Scan the data. Collect each line that contains the word "else".

┌─ TASK MATERIAL

//! Health state derivation from consecutive poll failures.
//!
//! This lives in `core` so the monitor and any future tooling agree on
//! the thresholds.

use crate::device::DeviceState;

// ---------------------------------------------------------------------------
// Constants
// ---------------------------------------------------------------------------

/// A device with up to this many consecutive failures is `degraded`;
/// one more pushes it to `offline`.
pub const DEGRADED_FAILURE_THRESHOLD: u32 = 2;

/// Maximum poll attempts per cycle before a failure is counted.
pub const POLL_MAX_ATTEMPTS: u32 = 3;

/// Backoff schedule between poll attempts, in milliseconds.
pub const POLL_RETRY_DELAYS_MS: [u64; 3] = [1_000, 2_000, 3_000];

// ---------------------------------------------------------------------------
// State derivation
// ---------------------------------------------------------------------------

/// Derive the authoritative state of a *discoverable* device from its
/// consecutive-failure count.
///
/// Zero failures means the most recent poll succeeded. Undiscoverable
/// devices are `unknown` and never reach this function.
pub fn state_for_failures(consecutive_failures: u32) -> DeviceState {
    if consecutive_failures == 0 {
        DeviceState::Online
    } else if consecutive_failures <= DEGRADED_FAILURE_THRESHOLD {
        DeviceState::Degraded
    } else {
        DeviceState::Offline
    }
}

#[cfg(test)]
mod tests {
    use super::*;

    #[test]
    fn zero_failures_is_online() {
        assert_eq!(state_for_failures(0), DeviceState::Online);
    }

    #[test]
    fn one_failure_is_degraded() {
        assert_eq!(state_for_failures(1), DeviceState::Degraded);
    }

    #[test]
    fn two_failures_is_still_degraded() {
        assert_eq!(state_for_failures(2), DeviceState::Degraded);
    }

    #[test]
    fn three_failures_is_offline() {
        assert_eq!(state_for_failures(3), DeviceState::Offline);
    }

    #[test]
    fn failures_beyond_threshold_stay_offline() {
        assert_eq!(state_for_failures(10), DeviceState::Offline);
    }
}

└─

WRITTEN SOLUTION:
    } else if consecutive_failures <= DEGRADED_FAILURE_THRESHOLD {
    } else {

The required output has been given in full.